The State Administration of Press, Publication, Radio, Film and Television (SAPPRFT) announced that it "will organise film and TV series production staff on a quarterly basis to go to grassroots communities, villages and mining sites to do field study and experience life".
Scriptwriters, directors, broadcasters and anchors will also be sent to work and live for at least 30 days "in ethnic minority and border areas, and areas that made major contributions to the country's victory in the revolutionary war", the notice said.
The move "will be a boost in helping artists form a correct view of art and create more masterpieces", it added in the notice, published Monday.
Beijing imposes tight controls over culture, and ideological restrictions have tightened under Xi, with authorities censoring Ai Weiwei and other artists they perceive as challenging its right to rule.
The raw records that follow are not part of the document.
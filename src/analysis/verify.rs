//! Network verification of logged transactions.
//!
//! Each unique hash is re-queried once against its source shard's endpoint.
//! A query failure of any kind counts as "not found"; the report is a
//! snapshot, not a retry loop.

use std::collections::BTreeMap;
use std::path::Path;

use chrono::Utc;
use rayon::prelude::*;

use super::types::{
    FailedSend, ParsedLog, ReportMetadata, ShardPairCounts, TimeWindow, TxClass,
    VerificationReport,
};
use crate::rpc::NodeApi;
use crate::txlog::TxRecord;

/// Classify one record against the network.
///
/// Records with no hash are failed sends by definition and are never
/// queried.
fn classify(record: &TxRecord, rpc: &dyn NodeApi) -> TxClass {
    let Some(hash) = &record.hash else {
        return TxClass::FailedSent;
    };

    match rpc.transaction_by_hash(record.from_shard, hash) {
        Ok(Some(status)) if status.is_confirmed() => TxClass::Confirmed,
        // Pending, unknown, or a failed query all read as unconfirmed
        _ => TxClass::Unconfirmed,
    }
}

/// Verify every parsed record and assemble the report.
pub fn build_report(
    parsed: &ParsedLog,
    rpc: &dyn NodeApi,
    log_file: &Path,
    window: &TimeWindow,
) -> VerificationReport {
    let classes: Vec<TxClass> = parsed
        .records
        .par_iter()
        .map(|record| classify(record, rpc))
        .collect();

    let mut confirmed = 0;
    let mut unconfirmed = 0;
    let mut failed_sent = 0;
    let mut failed = Vec::new();
    let mut buckets: BTreeMap<(u32, u32), ShardPairCounts> = BTreeMap::new();

    for (record, class) in parsed.records.iter().zip(&classes) {
        let bucket = buckets
            .entry((record.from_shard, record.to_shard))
            .or_insert_with(|| ShardPairCounts {
                from_shard: record.from_shard,
                to_shard: record.to_shard,
                sent: 0,
                confirmed: 0,
                unconfirmed: 0,
                failed_sent: 0,
            });
        bucket.sent += 1;

        match class {
            TxClass::Confirmed => {
                confirmed += 1;
                bucket.confirmed += 1;
            }
            TxClass::Unconfirmed => {
                unconfirmed += 1;
                bucket.unconfirmed += 1;
            }
            TxClass::FailedSent => {
                failed_sent += 1;
                bucket.failed_sent += 1;
                failed.push(FailedSend {
                    from: record.from.clone(),
                    to: record.to.clone(),
                    from_shard: record.from_shard,
                    to_shard: record.to_shard,
                    timestamp: record.timestamp,
                    error: record.error.clone(),
                });
            }
        }
    }

    VerificationReport {
        metadata: ReportMetadata {
            generated_at: Utc::now().to_rfc3339(),
            log_file: log_file.display().to_string(),
            window_start: window.start.map(|t| t.to_rfc3339()),
            window_end: window.end.map(|t| t.to_rfc3339()),
        },
        total_sent: parsed.records.len(),
        confirmed,
        unconfirmed,
        failed_sent,
        duplicates_dropped: parsed.duplicates_dropped,
        malformed_lines: parsed.malformed_lines,
        by_shard_pair: buckets.into_values().collect(),
        failed,
    }
}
Joseph Cheng, professor of political science at the City University of Hong Kong, described the move as a Mao-style "rectification campaign" aimed at silencing potential critics as Xi leads a far-reaching anti-graft sweep.
"Xi Jinping is under considerable pressure, because his anti-corruption campaign certainly has hurt a lot of vested interests," Cheng said. "This is again a time of pressure tactics on the intelligentsia and on the critics."
- 'Slaves to the market' -
The new edict harkens back to the era of Communist China's founder, when popular art was little more than propaganda, but Cheng said that whereas Mao's Cultural Revolution was aimed at the entire intelligentsia, the current move was more targeted.
"This campaign is a bit different in the sense that as long as you don't challenge the authorities -- as long as you keep quiet -- you are safe to keep making money," he said.
In October, Xi told a group of artists that they should not become "slaves to the market". The state-run China Daily likened his remarks to a well-known speech by Mao in the 1940s which outlined his view that the arts should serve politics.
"Art and culture cannot develop without political guidance," the paper said, congratulating Xi for "emphasising the integration of ideology and artistic values".
Some internet users posting on Sina Weibo, a Chinese version of Twitter, voiced worry about the SAPPRFT announcement.
"Is this a new Cultural Revolution?" wrote one. "Even the media watchdog is beginning to be rectified."
Another said: "I want to know who organised Lu Xun, Lao She and Mo Yan to go to grassroots communities," referring to three of China's most revered writers, the last of whom won the 2012 Nobel Literature Prize.
Others responded with amusement.
"Isn't this what Hunan TV has been doing all along?" wrote one Sina Weibo user, a reference to a provincial TV station that airs a popular reality show featuring celebrity fathers roughing it in rural areas with their children.